__Work instruction__
Copy the entries character for character.

__Record extracts__
===

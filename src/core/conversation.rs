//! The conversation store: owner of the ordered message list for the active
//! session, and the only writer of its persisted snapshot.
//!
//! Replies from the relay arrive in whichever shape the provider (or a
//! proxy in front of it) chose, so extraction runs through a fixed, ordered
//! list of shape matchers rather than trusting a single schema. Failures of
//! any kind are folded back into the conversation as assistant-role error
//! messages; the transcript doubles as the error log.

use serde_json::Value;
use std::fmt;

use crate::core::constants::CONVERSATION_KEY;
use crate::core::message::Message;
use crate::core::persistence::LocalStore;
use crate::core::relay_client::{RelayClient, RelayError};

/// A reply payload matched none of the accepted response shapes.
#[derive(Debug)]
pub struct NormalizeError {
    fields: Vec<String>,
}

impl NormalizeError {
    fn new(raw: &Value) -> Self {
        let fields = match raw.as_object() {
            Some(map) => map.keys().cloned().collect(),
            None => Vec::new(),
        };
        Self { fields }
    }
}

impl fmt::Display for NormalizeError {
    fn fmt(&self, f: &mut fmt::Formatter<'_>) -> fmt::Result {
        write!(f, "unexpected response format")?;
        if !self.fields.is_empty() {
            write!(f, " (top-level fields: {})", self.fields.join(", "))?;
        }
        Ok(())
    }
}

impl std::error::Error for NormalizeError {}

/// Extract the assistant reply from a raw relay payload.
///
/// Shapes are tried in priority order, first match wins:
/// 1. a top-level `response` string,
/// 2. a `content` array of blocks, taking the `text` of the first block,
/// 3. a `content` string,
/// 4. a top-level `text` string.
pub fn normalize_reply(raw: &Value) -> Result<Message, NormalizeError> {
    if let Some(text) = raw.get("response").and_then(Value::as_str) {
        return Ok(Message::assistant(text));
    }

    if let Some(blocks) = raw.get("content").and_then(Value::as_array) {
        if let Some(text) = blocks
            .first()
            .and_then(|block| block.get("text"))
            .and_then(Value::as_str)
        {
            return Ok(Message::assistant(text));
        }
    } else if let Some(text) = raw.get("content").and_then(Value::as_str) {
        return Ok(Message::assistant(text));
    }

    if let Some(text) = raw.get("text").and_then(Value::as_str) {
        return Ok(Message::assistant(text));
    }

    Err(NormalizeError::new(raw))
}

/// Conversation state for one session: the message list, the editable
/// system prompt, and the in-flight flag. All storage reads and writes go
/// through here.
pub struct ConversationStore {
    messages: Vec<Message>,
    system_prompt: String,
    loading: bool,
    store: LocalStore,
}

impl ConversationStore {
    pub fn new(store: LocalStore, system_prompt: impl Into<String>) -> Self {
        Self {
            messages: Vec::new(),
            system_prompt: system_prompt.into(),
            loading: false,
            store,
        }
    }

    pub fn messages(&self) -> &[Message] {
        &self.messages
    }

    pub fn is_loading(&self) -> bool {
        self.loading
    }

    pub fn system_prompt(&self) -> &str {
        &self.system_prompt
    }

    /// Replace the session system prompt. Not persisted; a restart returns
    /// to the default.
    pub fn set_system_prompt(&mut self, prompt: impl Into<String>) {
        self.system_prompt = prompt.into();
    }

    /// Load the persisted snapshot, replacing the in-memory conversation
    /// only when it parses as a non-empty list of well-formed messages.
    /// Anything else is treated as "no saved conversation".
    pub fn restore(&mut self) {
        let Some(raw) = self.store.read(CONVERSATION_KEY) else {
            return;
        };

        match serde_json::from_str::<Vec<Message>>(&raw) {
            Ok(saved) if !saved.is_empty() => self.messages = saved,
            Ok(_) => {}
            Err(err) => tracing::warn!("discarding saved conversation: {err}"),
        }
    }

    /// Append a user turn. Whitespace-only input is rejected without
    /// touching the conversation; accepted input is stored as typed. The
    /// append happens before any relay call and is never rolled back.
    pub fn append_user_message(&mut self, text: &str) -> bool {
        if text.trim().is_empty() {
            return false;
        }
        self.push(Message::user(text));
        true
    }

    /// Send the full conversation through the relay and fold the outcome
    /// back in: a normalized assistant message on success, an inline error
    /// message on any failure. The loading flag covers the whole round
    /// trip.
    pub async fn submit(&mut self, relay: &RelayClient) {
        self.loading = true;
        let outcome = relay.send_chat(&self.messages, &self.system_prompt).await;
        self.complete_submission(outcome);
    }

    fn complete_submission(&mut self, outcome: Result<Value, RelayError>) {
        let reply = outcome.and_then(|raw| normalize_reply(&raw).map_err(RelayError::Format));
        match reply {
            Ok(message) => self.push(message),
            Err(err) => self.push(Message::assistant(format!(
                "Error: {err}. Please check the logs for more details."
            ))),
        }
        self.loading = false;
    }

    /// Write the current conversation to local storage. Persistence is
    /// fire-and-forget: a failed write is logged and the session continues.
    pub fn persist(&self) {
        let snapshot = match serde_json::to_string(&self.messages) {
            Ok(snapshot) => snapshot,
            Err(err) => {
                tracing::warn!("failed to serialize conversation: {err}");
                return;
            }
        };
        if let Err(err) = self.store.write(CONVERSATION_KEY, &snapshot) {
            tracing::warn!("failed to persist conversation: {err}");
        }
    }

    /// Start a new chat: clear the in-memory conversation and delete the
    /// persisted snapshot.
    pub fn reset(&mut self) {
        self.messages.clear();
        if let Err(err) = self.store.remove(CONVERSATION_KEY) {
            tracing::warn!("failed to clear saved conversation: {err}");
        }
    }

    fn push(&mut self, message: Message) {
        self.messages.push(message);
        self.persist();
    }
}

===

__Response box__
filename src/core/conversation.rs
//! The conversation store: owner of the ordered message list for the active
//! session, and the only writer of its persisted snapshot.
//!
//! Replies from the relay arrive in whichever shape the provider (or a
//! proxy in front of it) chose, so extraction runs through a fixed, ordered
//! list of shape matchers rather than trusting a single schema. Failures of
//! any kind are folded back into the conversation as assistant-role error
//! messages; the transcript doubles as the error log.

use serde_json::Value;
use std::fmt;

use crate::core::constants::CONVERSATION_KEY;
use crate::core::message::Message;
use crate::core::persistence::LocalStore;
use crate::core::relay_client::{RelayClient, RelayError};

/// A reply payload matched none of the accepted response shapes.
#[derive(Debug)]
pub struct NormalizeError {
    fields: Vec<String>,
}

impl NormalizeError {
    fn new(raw: &Value) -> Self {
        let fields = match raw.as_object() {
            Some(map) => map.keys().cloned().collect(),
            None => Vec::new(),
        };
        Self { fields }
    }
}

impl fmt::Display for NormalizeError {
    fn fmt(&self, f: &mut fmt::Formatter<'_>) -> fmt::Result {
        write!(f, "unexpected response format")?;
        if !self.fields.is_empty() {
            write!(f, " (top-level fields: {})", self.fields.join(", "))?;
        }
        Ok(())
    }
}

impl std::error::Error for NormalizeError {}

/// Extract the assistant reply from a raw relay payload.
///
/// Shapes are tried in priority order, first match wins:
/// 1. a top-level `response` string,
/// 2. a `content` array of blocks, taking the `text` of the first block,
/// 3. a `content` string,
/// 4. a top-level `text` string.
pub fn normalize_reply(raw: &Value) -> Result<Message, NormalizeError> {
    if let Some(text) = raw.get("response").and_then(Value::as_str) {
        return Ok(Message::assistant(text));
    }

    if let Some(blocks) = raw.get("content").and_then(Value::as_array) {
        if let Some(text) = blocks
            .first()
            .and_then(|block| block.get("text"))
            .and_then(Value::as_str)
        {
            return Ok(Message::assistant(text));
        }
    } else if let Some(text) = raw.get("content").and_then(Value::as_str) {
        return Ok(Message::assistant(text));
    }

    if let Some(text) = raw.get("text").and_then(Value::as_str) {
        return Ok(Message::assistant(text));
    }

    Err(NormalizeError::new(raw))
}

/// Conversation state for one session: the message list, the editable
/// system prompt, and the in-flight flag. All storage reads and writes go
/// through here.
pub struct ConversationStore {
    messages: Vec<Message>,
    system_prompt: String,
    loading: bool,
    store: LocalStore,
}

impl ConversationStore {
    pub fn new(store: LocalStore, system_prompt: impl Into<String>) -> Self {
        Self {
            messages: Vec::new(),
            system_prompt: system_prompt.into(),
            loading: false,
            store,
        }
    }

    pub fn messages(&self) -> &[Message] {
        &self.messages
    }

    pub fn is_loading(&self) -> bool {
        self.loading
    }

    pub fn system_prompt(&self) -> &str {
        &self.system_prompt
    }

    /// Replace the session system prompt. Not persisted; a restart returns
    /// to the default.
    pub fn set_system_prompt(&mut self, prompt: impl Into<String>) {
        self.system_prompt = prompt.into();
    }

    /// Load the persisted snapshot, replacing the in-memory conversation
    /// only when it parses as a non-empty list of well-formed messages.
    /// Anything else is treated as "no saved conversation".
    pub fn restore(&mut self) {
        let Some(raw) = self.store.read(CONVERSATION_KEY) else {
            return;
        };

        match serde_json::from_str::<Vec<Message>>(&raw) {
            Ok(saved) if !saved.is_empty() => self.messages = saved,
            Ok(_) => {}
            Err(err) => tracing::warn!("discarding saved conversation: {err}"),
        }
    }

    /// Append a user turn. Whitespace-only input is rejected without
    /// touching the conversation; accepted input is stored as typed. The
    /// append happens before any relay call and is never rolled back.
    pub fn append_user_message(&mut self, text: &str) -> bool {
        if text.trim().is_empty() {
            return false;
        }
        self.push(Message::user(text));
        true
    }

    /// Send the full conversation through the relay and fold the outcome
    /// back in: a normalized assistant message on success, an inline error
    /// message on any failure. The loading flag covers the whole round
    /// trip.
    pub async fn submit(&mut self, relay: &RelayClient) {
        self.loading = true;
        let outcome = relay.send_chat(&self.messages, &self.system_prompt).await;
        self.complete_submission(outcome);
    }

    fn complete_submission(&mut self, outcome: Result<Value, RelayError>) {
        let reply = outcome.and_then(|raw| normalize_reply(&raw).map_err(RelayError::Format));
        match reply {
            Ok(message) => self.push(message),
            Err(err) => self.push(Message::assistant(format!(
                "Error: {err}. Please check the logs for more details."
            ))),
        }
        self.loading = false;
    }

    /// Write the current conversation to local storage. Persistence is
    /// fire-and-forget: a failed write is logged and the session continues.
    pub fn persist(&self) {
        let snapshot = match serde_json::to_string(&self.messages) {
            Ok(snapshot) => snapshot,
            Err(err) => {
                tracing::warn!("failed to serialize conversation: {err}");
                return;
            }
        };
        if let Err(err) = self.store.write(CONVERSATION_KEY, &snapshot) {
            tracing::warn!("failed to persist conversation: {err}");
        }
    }

    /// Start a new chat: clear the in-memory conversation and delete the
    /// persisted snapshot.
    pub fn reset(&mut self) {
        self.messages.clear();
        if let Err(err) = self.store.remove(CONVERSATION_KEY) {
            tracing::warn!("failed to clear saved conversation: {err}");
        }
    }

    fn push(&mut self, message: Message) {
        self.messages.push(message);
        self.persist();
    }
}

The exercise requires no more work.